— Я тебе говорил, что мне еще в лицее нравились математика и музыка. Но и история, и археология, и философия — тоже. Я хотел превзойти все науки. Положим, специалистом я бы не стал. Но я много работал, штудировал тексты в оригинале, потому что мне претят импровизации и культура понаслышке…
Она по-мальчишески подняла руки вверх.
— Ты самый честолюбивый человек из всех, кого я знаю. И одержимый к тому же. Просто одержимый.
Он уже привык к их голосам и научился их различать: три дневные сиделки и две ночные.
— Если ему повезет, он этими днями кончится. Говорят, кто умрет на Светлой неделе, попадет прямо в рай.
«У этой доброе сердце, она меня жалеет, не то что другие. Заботится о спасении моей души. А что, если она из лучших чувств перекроет капельницу? Протяну я до утра, до прихода дежурного? Правда, он может и не заметить. Зато Профессор-то уж заметит наверняка. Его честь задета, он один переживает, что не в состоянии объяснить мой случай, он один хочет любой ценой сохранить мне жизнь — в интересах науки». Однажды — он уже устал гадать, когда с ним что происходит, — Профессор легким, бережным касанием потрогал его веки и пробормотал: «Похоже, что глаза целы, но ослеп он или нет, мы не знаем. Впрочем, мы вообще ничего не знаем».
Он слышал это не впервые. «Мы не знаем даже, в сознании он или нет, — сказал как-то Профессор, — слышит ли он нас и, если слышит, понимает ли». Он слышал, узнавал его голос и прекрасно все понимал. Но что с того? «Если вы понимаете, что я говорю, — громко произнес Профессор, — пожмите мой палец!» Он рад был бы подать им знак, но не чувствовал ни своих, ни чужих пальцев.
На сей раз Профессор добавил: «Продержаться бы еще пять дней…» Через пять дней, по словам одного из ассистентов Профессора, тут обещал быть проездом в Афины доктор Жильбер Бернар, парижское светило.
— Нет, до чего честолюбив, — повторила Лаура. — Ты хочешь делать все за всех: за философов, за ориенталистов, за археологов, за историков и не знаю еще за кого. То есть ты хочешь жить чужой жизнью вместо того, чтобы быть собой, Домиником Матеем, и культивировать исключительно свой собственный дар.
— Культивировать дар? — Скрывая радость, он сделал вид, что смущен. — Чтобы что-то культивировать, надо это иметь…
— Дар у тебя точно есть. В некотором роде. Ты ни на кого не похож. Живешь ты не так, как мы, и не так понимаешь жизнь…
— Но ведь до сих пор, а мне уже двадцать шесть, я ничего не сделал, разве что экзамены сдавал на отлично. Хотя бы одно открытие, хотя бы оригинальная интерпретация одиннадцатой песни «Purgatorio»[86]
, которую я перевел и прокомментировал…В глазах Лауры он заметил тень грусти и словно бы разочарования.
— Зачем же тебе что-то открывать? У тебя дар — жить. И тут ни при чем открытия и оригинальные интерпретации. Твоя модель — сократовская или гётевская. Представь себе Гёте, но
— Не понимаю, — взволнованно проронил он.
— Все понимают? — спросил их Профессор.
— Я — нет, особенно когда вы говорите быстро…

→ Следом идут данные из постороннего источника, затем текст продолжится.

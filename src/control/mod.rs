//! Local control channel (C6)
//!
//! An OS-local, user-scoped endpoint serving multiple concurrent clients.
//! Each session is one task: it pushes the status snapshot on connect,
//! relays broadcasts under a per-write deadline, and routes supervisory
//! commands to the orchestrator. A slow client only ever kills its own
//! session.

pub mod client;
pub mod endpoint;

use std::sync::Arc;
use std::sync::atomic::{AtomicUsize, Ordering};
use std::time::Duration;

use tokio::io::{AsyncBufReadExt, AsyncRead, AsyncWrite, AsyncWriteExt, BufReader};
use tokio::sync::{broadcast, mpsc, oneshot, watch};
use tokio_util::sync::CancellationToken;
use tracing::{debug, info, warn};

use crate::protocol::{AddServerPayload, ErrorPayload, LocalFrame, StatusPayload};
use crate::{Error, Result};

/// Per-client write deadline; a session that cannot take a frame within
/// this window is closed.
pub const WRITE_DEADLINE: Duration = Duration::from_secs(5);

/// A supervisory request routed to the orchestrator.
#[derive(Debug)]
pub enum ControlRequest {
    /// Add a provider descriptor and start it when enabled
    Add(AddServerPayload),
    /// Remove a provider descriptor, stopping any instance
    Remove(String),
    /// Set or flip a provider's enabled flag
    Toggle {
        /// Provider name
        name: String,
        /// Desired state; `None` flips
        enabled: Option<bool>,
    },
    /// Stop the bridge
    Shutdown,
}

/// One command plus its completion channel.
#[derive(Debug)]
pub struct ControlCommand {
    /// What to do
    pub request: ControlRequest,
    /// Resolved by the orchestrator once applied and persisted
    pub reply: oneshot::Sender<Result<()>>,
}

/// Local control server (C6)
pub struct ControlServer {
    status_rx: watch::Receiver<StatusPayload>,
    broadcast_tx: broadcast::Sender<LocalFrame>,
    commands_tx: mpsc::Sender<ControlCommand>,
    write_deadline: Duration,
    sessions: AtomicUsize,
}

impl ControlServer {
    /// Create a server. `status_rx` feeds the snapshot pushed to every new
    /// client; `commands_tx` routes supervisory commands to the
    /// orchestrator.
    #[must_use]
    pub fn new(
        status_rx: watch::Receiver<StatusPayload>,
        commands_tx: mpsc::Sender<ControlCommand>,
    ) -> Self {
        Self::with_write_deadline(status_rx, commands_tx, WRITE_DEADLINE)
    }

    /// Same with an explicit write deadline (tests shorten it).
    #[must_use]
    pub fn with_write_deadline(
        status_rx: watch::Receiver<StatusPayload>,
        commands_tx: mpsc::Sender<ControlCommand>,
        write_deadline: Duration,
    ) -> Self {
        let (broadcast_tx, _) = broadcast::channel(64);
        Self {
            status_rx,
            broadcast_tx,
            commands_tx,
            write_deadline,
            sessions: AtomicUsize::new(0),
        }
    }

    /// Broadcast a frame to every connected client.
    pub fn broadcast(&self, frame: LocalFrame) {
        // No receivers is normal when nothing is attached.
        let _ = self.broadcast_tx.send(frame);
    }

    /// Connected session count.
    #[must_use]
    pub fn session_count(&self) -> usize {
        self.sessions.load(Ordering::SeqCst)
    }

    /// Bind the OS-local endpoint and serve until cancelled. The PID and
    /// socket/port files are written only after a successful bind and
    /// removed on the way out, so a losing second instance never disturbs
    /// the winner's files.
    ///
    /// # Errors
    ///
    /// `AlreadyRunning` when a live bridge answers on the endpoint,
    /// `Io`/`Config` for bind failures.
    pub async fn run(self: Arc<Self>, cancel: CancellationToken) -> Result<()> {
        self.serve(cancel).await
    }

    #[cfg(unix)]
    async fn serve(self: Arc<Self>, cancel: CancellationToken) -> Result<()> {
        use std::os::unix::fs::PermissionsExt;

        let path = endpoint::socket_path();
        if path.exists() {
            if probe().await {
                return Err(Error::AlreadyRunning("bridge".to_string()));
            }
            // Nobody answers: a previous run died without cleanup.
            debug!(path = %path.display(), "removing stale socket");
            let _ = std::fs::remove_file(&path);
        }

        let listener = tokio::net::UnixListener::bind(&path)?;
        std::fs::set_permissions(&path, std::fs::Permissions::from_mode(0o600))?;
        write_pid_file()?;
        info!(path = %path.display(), "local control endpoint bound");

        self.accept_loop(listener, cancel).await;
        cleanup_endpoint_files();
        Ok(())
    }

    /// Serve on an already-bound listener. No PID or socket file handling;
    /// the caller owns the path.
    #[cfg(unix)]
    pub async fn run_on(self: Arc<Self>, listener: tokio::net::UnixListener, cancel: CancellationToken) {
        self.accept_loop(listener, cancel).await;
    }

    #[cfg(unix)]
    async fn accept_loop(
        self: Arc<Self>,
        listener: tokio::net::UnixListener,
        cancel: CancellationToken,
    ) {
        loop {
            tokio::select! {
                () = cancel.cancelled() => break,
                accepted = listener.accept() => {
                    let Ok((stream, _addr)) = accepted else { continue };
                    self.spawn_session(stream, cancel.child_token());
                }
            }
        }
    }

    #[cfg(windows)]
    async fn serve(self: Arc<Self>, cancel: CancellationToken) -> Result<()> {
        if probe().await {
            return Err(Error::AlreadyRunning("bridge".to_string()));
        }

        let listener = tokio::net::TcpListener::bind(("127.0.0.1", 0)).await?;
        let port = listener.local_addr()?.port();
        std::fs::write(endpoint::port_file_path(), port.to_string())?;
        write_pid_file()?;
        info!(port, "local control endpoint bound");

        loop {
            tokio::select! {
                () = cancel.cancelled() => break,
                accepted = listener.accept() => {
                    let Ok((stream, _addr)) = accepted else { continue };
                    self.spawn_session(stream, cancel.child_token());
                }
            }
        }
        cleanup_endpoint_files();
        Ok(())
    }

    fn spawn_session<S>(self: &Arc<Self>, stream: S, cancel: CancellationToken)
    where
        S: AsyncRead + AsyncWrite + Send + Unpin + 'static,
    {
        let server = Arc::clone(self);
        tokio::spawn(async move {
            server.sessions.fetch_add(1, Ordering::SeqCst);
            server.session(stream, cancel).await;
            server.sessions.fetch_sub(1, Ordering::SeqCst);
        });
    }

    async fn session<S>(&self, stream: S, cancel: CancellationToken)
    where
        S: AsyncRead + AsyncWrite + Send + Unpin + 'static,
    {
        let (read_half, mut write_half) = tokio::io::split(stream);
        let mut lines = BufReader::new(read_half).lines();
        let mut broadcast_rx = self.broadcast_tx.subscribe();

        // The current snapshot goes out first.
        let snapshot = LocalFrame::Status(self.status_rx.borrow().clone());
        if self.write_frame(&mut write_half, &snapshot).await.is_err() {
            return;
        }

        loop {
            tokio::select! {
                () = cancel.cancelled() => break,
                line = lines.next_line() => {
                    let frame = match line {
                        Ok(Some(line)) if line.trim().is_empty() => continue,
                        Ok(Some(line)) => match serde_json::from_str::<LocalFrame>(&line) {
                            Ok(frame) => frame,
                            Err(e) => {
                                let reply = LocalFrame::Error(ErrorPayload {
                                    message: format!("bad frame: {e}"),
                                });
                                if self.write_frame(&mut write_half, &reply).await.is_err() {
                                    break;
                                }
                                continue;
                            }
                        },
                        Ok(None) | Err(_) => break,
                    };
                    if self.handle_client_frame(frame, &mut write_half).await.is_err() {
                        break;
                    }
                }
                broadcasted = broadcast_rx.recv() => match broadcasted {
                    Ok(frame) => {
                        if self.write_frame(&mut write_half, &frame).await.is_err() {
                            warn!("closing slow local client session");
                            break;
                        }
                    }
                    Err(broadcast::error::RecvError::Lagged(skipped)) => {
                        debug!(skipped, "local client lagged, frames dropped");
                    }
                    Err(broadcast::error::RecvError::Closed) => break,
                },
            }
        }
    }

    /// Handle one frame from the client. An `Err` return ends the session.
    async fn handle_client_frame<W>(&self, frame: LocalFrame, write: &mut W) -> Result<()>
    where
        W: AsyncWrite + Send + Unpin,
    {
        match frame {
            LocalFrame::Ping {} => self.write_frame(write, &LocalFrame::Pong {}).await,
            LocalFrame::AddServer(payload) => {
                let outcome = self.submit(ControlRequest::Add(payload)).await;
                self.write_outcome(write, outcome).await
            }
            LocalFrame::RemoveServer(payload) => {
                let outcome = self.submit(ControlRequest::Remove(payload.name)).await;
                self.write_outcome(write, outcome).await
            }
            LocalFrame::ToggleServer(payload) => {
                let outcome = self
                    .submit(ControlRequest::Toggle {
                        name: payload.name,
                        enabled: payload.enabled,
                    })
                    .await;
                self.write_outcome(write, outcome).await
            }
            LocalFrame::Shutdown {} => {
                // Acknowledge first; the orchestrator will tear this
                // session down along with everything else.
                self.write_frame(write, &LocalFrame::Ok {}).await?;
                let _ = self.submit(ControlRequest::Shutdown).await;
                Ok(())
            }
            unexpected => {
                let reply = LocalFrame::Error(ErrorPayload {
                    message: format!("unexpected frame: {}", local_frame_name(&unexpected)),
                });
                self.write_frame(write, &reply).await
            }
        }
    }

    async fn submit(&self, request: ControlRequest) -> Result<()> {
        let (reply_tx, reply_rx) = oneshot::channel();
        self.commands_tx
            .send(ControlCommand {
                request,
                reply: reply_tx,
            })
            .await
            .map_err(|_| Error::Shutdown)?;
        reply_rx.await.map_err(|_| Error::Shutdown)?
    }

    async fn write_outcome<W>(&self, write: &mut W, outcome: Result<()>) -> Result<()>
    where
        W: AsyncWrite + Send + Unpin,
    {
        let frame = match outcome {
            Ok(()) => LocalFrame::Ok {},
            Err(e) => LocalFrame::Error(ErrorPayload {
                message: e.to_string(),
            }),
        };
        self.write_frame(write, &frame).await
    }

    async fn write_frame<W>(&self, write: &mut W, frame: &LocalFrame) -> Result<()>
    where
        W: AsyncWrite + Send + Unpin,
    {
        let mut line = serde_json::to_string(frame)?;
        line.push('\n');
        tokio::time::timeout(self.write_deadline, write.write_all(line.as_bytes()))
            .await
            .map_err(|_| Error::Timeout("local client write deadline".to_string()))??;
        Ok(())
    }
}

fn local_frame_name(frame: &LocalFrame) -> &'static str {
    match frame {
        LocalFrame::Status(_) => "status",
        LocalFrame::Activity(_) => "activity",
        LocalFrame::AddServer(_) => "add_server",
        LocalFrame::RemoveServer(_) => "remove_server",
        LocalFrame::ToggleServer(_) => "toggle_server",
        LocalFrame::Shutdown {} => "shutdown",
        LocalFrame::Ping {} => "ping",
        LocalFrame::Pong {} => "pong",
        LocalFrame::Ok {} => "ok",
        LocalFrame::Error(_) => "error",
    }
}

/// Probe for a live bridge by connecting to the endpoint.
pub async fn probe() -> bool {
    #[cfg(unix)]
    {
        tokio::net::UnixStream::connect(endpoint::socket_path())
            .await
            .is_ok()
    }
    #[cfg(windows)]
    {
        let Ok(raw) = std::fs::read_to_string(endpoint::port_file_path()) else {
            return false;
        };
        let Ok(port) = raw.trim().parse::<u16>() else {
            return false;
        };
        tokio::net::TcpStream::connect(("127.0.0.1", port))
            .await
            .is_ok()
    }
}

fn write_pid_file() -> Result<()> {
    let path = endpoint::pid_file_path();
    std::fs::write(&path, std::process::id().to_string())?;
    #[cfg(unix)]
    {
        use std::os::unix::fs::PermissionsExt;
        std::fs::set_permissions(&path, std::fs::Permissions::from_mode(0o644))?;
    }
    Ok(())
}

fn cleanup_endpoint_files() {
    #[cfg(unix)]
    let _ = std::fs::remove_file(endpoint::socket_path());
    #[cfg(windows)]
    let _ = std::fs::remove_file(endpoint::port_file_path());
    let _ = std::fs::remove_file(endpoint::pid_file_path());
}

А он все понимал прекрасно. Французский, на котором говорил Профессор, был безупречен — уж конечно, докторскую он защищал в Париже. Пожалуй, он перещеголял элегантностью своего французского даже заезжее парижское светило. Доктор Бернар явно не принадлежал к исконным уроженцам Франции. По его медлительной, с запинками речи видно было, что он — из той же породы людей, что их последний директор, о котором Ваян говорил: когда надо срочно принять решение, на него находит оторопь.
— Как давно вы убедились, что пациент в сознании?
— Только позавчера, — отозвался Профессор. — До этого я неоднократно предпринимал соответствующие попытки, но безрезультатно.
— И вы уверены, что он пожал ваш палец? И пожал именно в ответ на ваш вопрос? Может, это был непреднамеренный, рефлекторный жест, которому не стоит придавать значения?
— Я повторил опыт несколько раз. Советую вам попробовать тоже — убедитесь сами.
В который раз за последнее время он почувствовал, как чужой палец осторожно, с преувеличенной деликатностью просовывается в его сжатый кулак. Потом голос Профессора произнес:
— Если вы понимаете, что я говорю, сожмите этот палец.